Inoculum Potential of Macrophomina phaseolina. G. E. Short, Former Postdoctoral Fellow, Department of Plant Pathology, University of Missouri-Columbia, Columbia, MO 65201; T. D. Wyllie, Professor, Department of Plant Pathology, University of Missouri-Columbia, Columbia, MO 65201. Phytopathology 68:742-746. Accepted for publication 14 October 1977. Copyright 1978 The American Phytopathological Society, 3340 Pilot Knob Road, St. Paul, MN 55121. All rights reserved.. DOI: 10.1094/Phyto-68-742.

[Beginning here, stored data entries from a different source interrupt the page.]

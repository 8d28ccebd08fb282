//! Error taxonomy for simulation setup
//!
//! Every error here is raised before or at the first step; nothing is
//! recoverable mid-run and the engine never retries internally.

use crate::solver::Edge;
use std::fmt;

/// Convenience alias used throughout the crate
pub type Result<T> = std::result::Result<T, HeatSimError>;

/// Errors that can occur while configuring a heat simulation
#[derive(Debug, Clone, PartialEq)]
pub enum HeatSimError {
    /// Non-positive or non-finite length, or node count below 2
    InvalidGrid {
        /// Name of the offending parameter (e.g. `"length_x"`, `"nodes_y"`)
        parameter: &'static str,
        /// Value that was supplied
        value: f64,
        /// What the value must satisfy
        constraint: &'static str,
    },
    /// Non-positive diffusivity or simulated time, or another bad physical value
    InvalidParameters {
        /// Name of the offending parameter
        parameter: &'static str,
        /// Value that was supplied
        value: f64,
        /// What the value must satisfy
        constraint: &'static str,
    },
    /// A caller-supplied time step violates the explicit stability bound
    UnstableConfiguration {
        /// Time step that was supplied
        dt: f64,
        /// Stability number `α·Δt·Σ(1/h²)` it produces
        stability_number: f64,
    },
    /// An edge has no bound boundary condition when stepping starts
    MissingBoundaryCondition {
        /// Edge without a policy
        edge: Edge,
    },
}

impl HeatSimError {
    pub(crate) fn invalid_grid(parameter: &'static str, value: f64, constraint: &'static str) -> Self {
        HeatSimError::InvalidGrid {
            parameter,
            value,
            constraint,
        }
    }

    pub(crate) fn invalid_parameter(
        parameter: &'static str,
        value: f64,
        constraint: &'static str,
    ) -> Self {
        HeatSimError::InvalidParameters {
            parameter,
            value,
            constraint,
        }
    }
}

impl fmt::Display for HeatSimError {
    fn fmt(&self, f: &mut fmt::Formatter<'_>) -> fmt::Result {
        match self {
            HeatSimError::InvalidGrid {
                parameter,
                value,
                constraint,
            } => write!(f, "Invalid grid: {parameter} {constraint}, got {value}"),
            HeatSimError::InvalidParameters {
                parameter,
                value,
                constraint,
            } => write!(f, "Invalid parameters: {parameter} {constraint}, got {value}"),
            HeatSimError::UnstableConfiguration {
                dt,
                stability_number,
            } => write!(
                f,
                "Unstable configuration: dt={dt} gives stability number {stability_number:.6} > 0.5"
            ),
            HeatSimError::MissingBoundaryCondition { edge } => {
                write!(f, "Missing boundary condition for {edge:?} edge")
            }
        }
    }
}

impl std::error::Error for HeatSimError {}
use clap::{Parser, ValueEnum};
use heat_sim_core::{
    presets, CancelHandle, Field, SimulationConfig, SimulationDriver, Snapshot, SnapshotSink,
};
use tracing_subscriber::EnvFilter;

/// Heat equation demo running one of the built-in scenarios
#[derive(Parser, Debug)]
#[command(name = "heat-sim-demo")]
#[command(about = "Explicit finite-difference heat simulation demo", long_about = None)]
struct Args {
    /// Scenario to run
    #[arg(value_enum, default_value_t = Scenario::RodDirichlet)]
    scenario: Scenario,

    /// Simulated duration in seconds (scenario default when omitted)
    #[arg(short, long)]
    duration: Option<f64>,

    /// Print the field every N steps
    #[arg(short, long, default_value_t = 100)]
    report_every: usize,

    /// Stop after this many steps even if the run is not finished
    #[arg(short, long)]
    max_steps: Option<usize>,

    /// Heat-map width in characters for plate scenarios
    #[arg(long, default_value_t = 40)]
    map_width: usize,
}

#[derive(Copy, Clone, Debug, PartialEq, Eq, ValueEnum)]
enum Scenario {
    /// Rod at 20 with both ends held at 100
    RodDirichlet,
    /// Sine profile decaying toward cold ends
    RodSine,
    /// Heated left end, insulated right end
    RodInsulated,
    /// Rod losing heat to 20 °C air
    RodConvective,
    /// Plate with a hot top edge
    PlateHotTop,
}

impl Scenario {
    fn config(self, duration: Option<f64>) -> heat_sim_core::Result<SimulationConfig> {
        match self {
            Scenario::RodDirichlet => presets::rod_dirichlet(duration),
            Scenario::RodSine => presets::rod_sine(duration),
            Scenario::RodInsulated => presets::rod_insulated_end(duration),
            Scenario::RodConvective => presets::rod_convective_loss(duration),
            Scenario::PlateHotTop => presets::plate_hot_top(duration),
        }
    }
}

/// Characters from coldest to hottest
const HEAT_RAMP: &[u8] = b" .:-=+*#%@";

/// Prints rod profiles or plate heat-maps as snapshots arrive
struct TerminalRenderer {
    report_every: usize,
    map_width: usize,
    step_limit: Option<(usize, CancelHandle)>,
}

impl TerminalRenderer {
    /// Stop the run at `iteration` once the step limit is reached
    ///
    /// Called with iteration 0 before the run starts, so a limit of 0 runs
    /// no steps at all.
    fn enforce_limit(&self, iteration: usize) {
        if let Some((limit, handle)) = &self.step_limit {
            if iteration >= *limit {
                handle.cancel();
            }
        }
    }

    fn print_rod(values: &[f64]) {
        let row: Vec<String> = values.iter().map(|t| format!("{t:7.2}")).collect();
        println!("  [{}]", row.join(" "));
    }

    fn print_plate(&self, field: &Field) {
        let Some(m) = field.as_plane() else {
            return;
        };
        let (nx, ny) = m.shape();
        let (lo, hi) = (field.min(), field.max());
        let span = if hi > lo { hi - lo } else { 1.0 };

        let cols = self.map_width.clamp(2, nx);
        // Terminal cells are roughly twice as tall as wide
        let rows = (cols / 2).clamp(2, ny);

        for r in (0..rows).rev() {
            let j = r * (ny - 1) / (rows - 1);
            let line: String = (0..cols)
                .map(|c| {
                    let i = c * (nx - 1) / (cols - 1);
                    let level = ((m[(i, j)] - lo) / span * (HEAT_RAMP.len() - 1) as f64).round();
                    HEAT_RAMP[(level as usize).min(HEAT_RAMP.len() - 1)] as char
                })
                .collect();
            println!("  |{line}|");
        }
        println!("  range [{lo:.2}, {hi:.2}]");
    }
}

impl SnapshotSink for TerminalRenderer {
    fn receive(&mut self, snapshot: &Snapshot) {
        if snapshot.iteration % self.report_every.max(1) == 0 {
            println!("Step {:6} | t = {:.6}s", snapshot.iteration, snapshot.time);
            match &snapshot.field {
                Field::Line(v) => Self::print_rod(v.as_slice()),
                Field::Plane(_) => self.print_plate(&snapshot.field),
            }
        }

        self.enforce_limit(snapshot.iteration);
    }
}

fn main() {
    let args = Args::parse();

    tracing_subscriber::fmt()
        .with_env_filter(
            EnvFilter::try_from_default_env().unwrap_or_else(|_| EnvFilter::new("info")),
        )
        .init();

    println!("=== Heat Simulation Demo ===\n");

    let driver = match args
        .scenario
        .config(args.duration)
        .and_then(SimulationDriver::new)
    {
        Ok(driver) => driver,
        Err(err) => {
            eprintln!("Failed to set up {:?}: {err}", args.scenario);
            std::process::exit(1);
        }
    };

    let plan = driver.discretization();
    println!("Scenario: {:?}", args.scenario);
    println!(
        "Grid: {}D, {} nodes | dt = {:.4e}s | steps = {} | lambda = {:.4}\n",
        driver.grid().dimensions(),
        driver.grid().node_count(),
        plan.dt,
        plan.step_count,
        plan.stability_number
    );

    println!("Initial state:");
    let mut renderer = TerminalRenderer {
        report_every: args.report_every,
        map_width: args.map_width,
        step_limit: args.max_steps.map(|n| (n, driver.cancel_handle())),
    };
    match driver.field() {
        Field::Line(v) => TerminalRenderer::print_rod(v.as_slice()),
        Field::Plane(_) => renderer.print_plate(driver.field()),
    }
    println!();

    renderer.enforce_limit(driver.iteration());
    let summary = driver.run().drain_into(&mut renderer);

    println!("\n=== Simulation {:?} ===", summary.state);
    println!("Steps run: {}", summary.steps);
    println!("Final time: {:.6}s", summary.final_time);
}
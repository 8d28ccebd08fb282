//! Regular node grids for 1D rods and 2D plates
//!
//! Node counts include both endpoints, so an axis of length `L` with `n` nodes
//! has spacing `L / (n - 1)`. Grids are immutable once built.

use crate::error::{HeatSimError, Result};
use crate::solver::Edge;
use nalgebra::DVector;
use serde::{Deserialize, Serialize};

/// One spatial axis of a grid
///
/// Deserialization goes through the same checks as construction, so an axis
/// read from a config file is always valid.
#[derive(Debug, Clone, Copy, PartialEq, Serialize, Deserialize)]
#[serde(try_from = "AxisSpec")]
pub struct Axis {
    length: f64,
    nodes: usize,
}

/// Unvalidated wire form of [`Axis`]
#[derive(Deserialize)]
struct AxisSpec {
    length: f64,
    nodes: usize,
}

impl TryFrom<AxisSpec> for Axis {
    type Error = HeatSimError;

    fn try_from(spec: AxisSpec) -> Result<Self> {
        Axis::new(spec.length, spec.nodes, "length", "nodes")
    }
}

impl Axis {
    /// Create an axis, validating length and node count
    ///
    /// # Arguments
    ///
    /// * `length` - Domain length along this axis (must be finite and > 0)
    /// * `nodes` - Number of nodes including both endpoints (must be >= 2)
    /// * `length_name` / `nodes_name` - Parameter names reported on failure
    fn new(
        length: f64,
        nodes: usize,
        length_name: &'static str,
        nodes_name: &'static str,
    ) -> Result<Self> {
        if !length.is_finite() || length <= 0.0 {
            return Err(HeatSimError::invalid_grid(
                length_name,
                length,
                "must be finite and positive",
            ));
        }
        if nodes < 2 {
            return Err(HeatSimError::invalid_grid(
                nodes_name,
                nodes as f64,
                "must be at least 2",
            ));
        }
        Ok(Self { length, nodes })
    }

    /// Domain length along this axis
    pub fn length(&self) -> f64 {
        self.length
    }

    /// Number of nodes, endpoints included
    pub fn nodes(&self) -> usize {
        self.nodes
    }

    /// Distance between adjacent nodes
    pub fn spacing(&self) -> f64 {
        self.length / (self.nodes - 1) as f64
    }

    /// Node coordinate at index `i`
    #[inline]
    pub fn coordinate(&self, i: usize) -> f64 {
        // Pin the last node to the exact length instead of accumulating rounding
        if i + 1 == self.nodes {
            self.length
        } else {
            i as f64 * self.spacing()
        }
    }

    /// All node coordinates, evenly spaced from 0 to `length` inclusive
    pub fn coordinates(&self) -> DVector<f64> {
        DVector::from_fn(self.nodes, |i, _| self.coordinate(i))
    }

    /// Trapezoidal control-volume weight of node `i` (half a cell on the ends)
    #[inline]
    pub(crate) fn volume_weight(&self, i: usize) -> f64 {
        if i == 0 || i + 1 == self.nodes {
            0.5 * self.spacing()
        } else {
            self.spacing()
        }
    }
}

/// Spatial discretization of the domain
#[derive(Debug, Clone, Copy, PartialEq, Serialize, Deserialize)]
pub enum Grid {
    /// 1D rod along x
    Line(Axis),
    /// 2D plate with x and y axes
    Plane(Axis, Axis),
}

impl Grid {
    /// Build a 1D grid
    ///
    /// # Errors
    ///
    /// Returns [`HeatSimError::InvalidGrid`] when `length <= 0` or `nodes < 2`.
    pub fn line(length: f64, nodes: usize) -> Result<Self> {
        Ok(Grid::Line(Axis::new(length, nodes, "length", "nodes")?))
    }

    /// Build a 2D grid from `(length, nodes)` pairs for each axis
    ///
    /// # Errors
    ///
    /// Returns [`HeatSimError::InvalidGrid`] naming the first offending axis parameter.
    pub fn plane(x: (f64, usize), y: (f64, usize)) -> Result<Self> {
        let x_axis = Axis::new(x.0, x.1, "length_x", "nodes_x")?;
        let y_axis = Axis::new(y.0, y.1, "length_y", "nodes_y")?;
        Ok(Grid::Plane(x_axis, y_axis))
    }

    /// Number of spatial dimensions (1 or 2)
    pub fn dimensions(&self) -> usize {
        match self {
            Grid::Line(_) => 1,
            Grid::Plane(..) => 2,
        }
    }

    /// The x axis (present for both variants)
    pub fn x_axis(&self) -> &Axis {
        match self {
            Grid::Line(x) | Grid::Plane(x, _) => x,
        }
    }

    /// The y axis, if this is a plane
    pub fn y_axis(&self) -> Option<&Axis> {
        match self {
            Grid::Line(_) => None,
            Grid::Plane(_, y) => Some(y),
        }
    }

    /// Node spacing per axis: `(dx, dy)`, with `dy = None` in 1D
    pub fn spacing(&self) -> (f64, Option<f64>) {
        (self.x_axis().spacing(), self.y_axis().map(Axis::spacing))
    }

    /// Node counts per axis: `(nx, ny)`, with `ny = 1` in 1D
    pub fn shape(&self) -> (usize, usize) {
        (
            self.x_axis().nodes(),
            self.y_axis().map_or(1, Axis::nodes),
        )
    }

    /// Total number of nodes
    pub fn node_count(&self) -> usize {
        let (nx, ny) = self.shape();
        nx * ny
    }

    /// Σ 1/h² over every axis, the geometric factor of the stability number
    pub fn inverse_spacing_sq_sum(&self) -> f64 {
        let dx = self.x_axis().spacing();
        let mut sum = 1.0 / (dx * dx);
        if let Some(y) = self.y_axis() {
            let dy = y.spacing();
            sum += 1.0 / (dy * dy);
        }
        sum
    }

    /// Edges that must carry a boundary condition, in application order
    pub fn edges(&self) -> &'static [Edge] {
        match self {
            Grid::Line(_) => &[Edge::Left, Edge::Right],
            Grid::Plane(..) => &[Edge::Left, Edge::Right, Edge::Bottom, Edge::Top],
        }
    }

    /// Whether `edge` exists on this grid
    pub fn has_edge(&self, edge: Edge) -> bool {
        self.edges().contains(&edge)
    }
}
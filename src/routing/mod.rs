//! Role-aware routing — which page, which layout, which guard.
//!
//! One page component can be addressed under two namespaces:
//! `/client/X` for the business itself and `/professional/:clientId/X`
//! for a professional viewing that business. The namespace comes from the
//! session and the path, never from the page.

pub mod layout;
pub mod matcher;
pub mod nav;
pub mod paths;
pub mod resolver;
pub mod table;

pub use layout::{LayoutVariant, SidebarPlacement, Viewport, sidebar_placement};
pub use nav::{NavItem, sidebar};
pub use paths::{legacy_redirect, link_to, resolve_base_path, sign_in_path};
pub use resolver::{
    GuardFailure, NavigationContext, Redirect, RedirectKind, RedirectReason, RenderedRoute,
    Resolution, resolve,
};
pub use table::{Audience, ROUTES, RouteEntry, View};
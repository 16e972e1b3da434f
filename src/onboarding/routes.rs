//! REST endpoints for the onboarding wizard.

use std::sync::Arc;

use axum::extract::{Path, State};
use axum::http::StatusCode;
use axum::response::{IntoResponse, Response};
use axum::routing::{get, post, put};
use axum::{Json, Router};
use serde::Serialize;
use tracing::info;

use super::manager::{BackResult, SubmitOutcome, WizardManager};
use super::model::{FieldValue, WizardVariant};
use super::schema::StepDefinition;
use super::schemas::schema_for;
use super::state::WizardState;
use crate::error::WizardError;
use crate::session::SessionProvider;

/// Shared state for onboarding routes.
#[derive(Clone)]
pub struct OnboardingRouteState {
    pub manager: Arc<WizardManager>,
    pub sessions: Arc<dyn SessionProvider>,
}

/// Wizard state plus the definition of the screen it is on.
#[derive(Serialize)]
struct WizardView {
    #[serde(flatten)]
    state: WizardState,
    current_step: Option<&'static StepDefinition>,
}

impl From<WizardState> for WizardView {
    fn from(state: WizardState) -> Self {
        let current_step = state.current_step();
        Self {
            state,
            current_step,
        }
    }
}

fn unknown_variant(slug: &str) -> Response {
    (
        StatusCode::NOT_FOUND,
        Json(serde_json::json!({"error": format!("Unknown onboarding variant: {slug}")})),
    )
        .into_response()
}

fn wizard_error(err: WizardError) -> Response {
    let status = match &err {
        WizardError::NotStarted => StatusCode::NOT_FOUND,
        WizardError::UnknownField { .. } | WizardError::WrongFieldType { .. } => {
            StatusCode::BAD_REQUEST
        }
        WizardError::NotAtFinalStep { .. }
        | WizardError::AlreadySubmitted
        | WizardError::SubmissionInFlight => StatusCode::CONFLICT,
        WizardError::Validation(errors) => {
            return (
                StatusCode::UNPROCESSABLE_ENTITY,
                Json(serde_json::json!({"error": err.to_string(), "fields": errors})),
            )
                .into_response();
        }
    };
    (status, Json(serde_json::json!({"error": err.to_string()}))).into_response()
}

fn wizard_state(wizard: WizardState) -> Response {
    Json(WizardView::from(wizard)).into_response()
}

/// Only a session of the variant's role may drive its wizard.
async fn authorize(state: &OnboardingRouteState, variant: WizardVariant) -> Result<(), Response> {
    let required = variant.account_role();
    let session = state.sessions.current_session().await;
    if session.has_role(required) {
        return Ok(());
    }
    let (status, message) = if session.is_authenticated() {
        info!(variant = %variant, role = ?session.role, "Wizard refused for role");
        (
            StatusCode::FORBIDDEN,
            format!("The {variant} wizard is only available to {required} accounts"),
        )
    } else {
        (
            StatusCode::UNAUTHORIZED,
            "Sign in to continue onboarding".to_string(),
        )
    };
    Err((status, Json(serde_json::json!({"error": message}))).into_response())
}

/// Authorize against the variant of the active wizard.
async fn authorize_active(state: &OnboardingRouteState) -> Result<(), Response> {
    match state.manager.current().await {
        Some(wizard) => authorize(state, wizard.variant).await,
        None => Err(wizard_error(WizardError::NotStarted)),
    }
}

/// GET /api/onboarding/schemas/{variant}
async fn get_schema(Path(slug): Path<String>) -> Response {
    match WizardVariant::from_slug(&slug) {
        Some(variant) => Json(schema_for(variant)).into_response(),
        None => unknown_variant(&slug),
    }
}

/// POST /api/onboarding/{variant}/start
///
/// Starts a fresh wizard on step 1. Any unfinished wizard is discarded.
async fn start_wizard(
    State(state): State<OnboardingRouteState>,
    Path(slug): Path<String>,
) -> Response {
    let Some(variant) = WizardVariant::from_slug(&slug) else {
        return unknown_variant(&slug);
    };
    if let Err(denied) = authorize(&state, variant).await {
        return denied;
    }
    let wizard = state.manager.start(variant).await;
    (StatusCode::CREATED, Json(WizardView::from(wizard))).into_response()
}

/// GET /api/onboarding/wizard
async fn get_wizard(State(state): State<OnboardingRouteState>) -> Response {
    if let Err(denied) = authorize_active(&state).await {
        return denied;
    }
    match state.manager.current().await {
        Some(wizard) => wizard_state(wizard),
        None => wizard_error(WizardError::NotStarted),
    }
}

/// POST /api/onboarding/wizard/next
async fn next_step(State(state): State<OnboardingRouteState>) -> Response {
    if let Err(denied) = authorize_active(&state).await {
        return denied;
    }
    match state.manager.next().await {
        Ok(wizard) => wizard_state(wizard),
        Err(e) => wizard_error(e),
    }
}

/// POST /api/onboarding/wizard/back
///
/// On the first step the wizard is left untouched and the caller is told
/// where to go instead.
async fn previous_step(State(state): State<OnboardingRouteState>) -> Response {
    if let Err(denied) = authorize_active(&state).await {
        return denied;
    }
    match state.manager.back().await {
        Ok(BackResult::Moved { state }) => wizard_state(state),
        Ok(BackResult::Exit { redirect_to }) => {
            Json(serde_json::json!({"exit": redirect_to})).into_response()
        }
        Err(e) => wizard_error(e),
    }
}

/// PUT /api/onboarding/wizard/fields/{name}
async fn update_field(
    State(state): State<OnboardingRouteState>,
    Path(name): Path<String>,
    Json(value): Json<FieldValue>,
) -> Response {
    if let Err(denied) = authorize_active(&state).await {
        return denied;
    }
    match state.manager.update_field(&name, value).await {
        Ok(wizard) => wizard_state(wizard),
        Err(e) => wizard_error(e),
    }
}

/// POST /api/onboarding/wizard/submit
async fn submit(State(state): State<OnboardingRouteState>) -> Response {
    if let Err(denied) = authorize_active(&state).await {
        return denied;
    }
    match state.manager.submit().await {
        Ok(outcome) => {
            let status = match &outcome {
                SubmitOutcome::Submitted { .. } => StatusCode::OK,
                SubmitOutcome::InFlight => StatusCode::ACCEPTED,
                SubmitOutcome::Failed { .. } => StatusCode::BAD_GATEWAY,
            };
            (status, Json(outcome)).into_response()
        }
        Err(e) => wizard_error(e),
    }
}

/// Build the onboarding REST routes.
pub fn onboarding_routes(state: OnboardingRouteState) -> Router {
    Router::new()
        .route("/api/onboarding/schemas/{variant}", get(get_schema))
        .route("/api/onboarding/{variant}/start", post(start_wizard))
        .route("/api/onboarding/wizard", get(get_wizard))
        .route("/api/onboarding/wizard/next", post(next_step))
        .route("/api/onboarding/wizard/back", post(previous_step))
        .route("/api/onboarding/wizard/fields/{name}", put(update_field))
        .route("/api/onboarding/wizard/submit", post(submit))
        .with_state(state)
}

Sodium hypochlorite was used to dissolve the melanin-like cementing agent that engulfs sclerotial cells of Macrophomina phaseolina. Then sclerotia were 'squashed' to enable enumeration of cells of the propagules. The number of cells per sclerotium was directly related to size of sclerotia; and sclerotium size appeared to depend on the available nutrients of the substrate on which the propagules were produced. Large sclerotia produced considerably more germ tubes than did small sclerotia when germinated on culture media. Sclerotia of M. phaseolina were sensitive to soil fungistasis; but in the spermosphere of soybean, sclerotia germinated within 2-3 mm of the seed surface and produced one to seven germ tubes per germinated sclerotium.

Additional keywords: charcoal rot, decolorized sclerotia.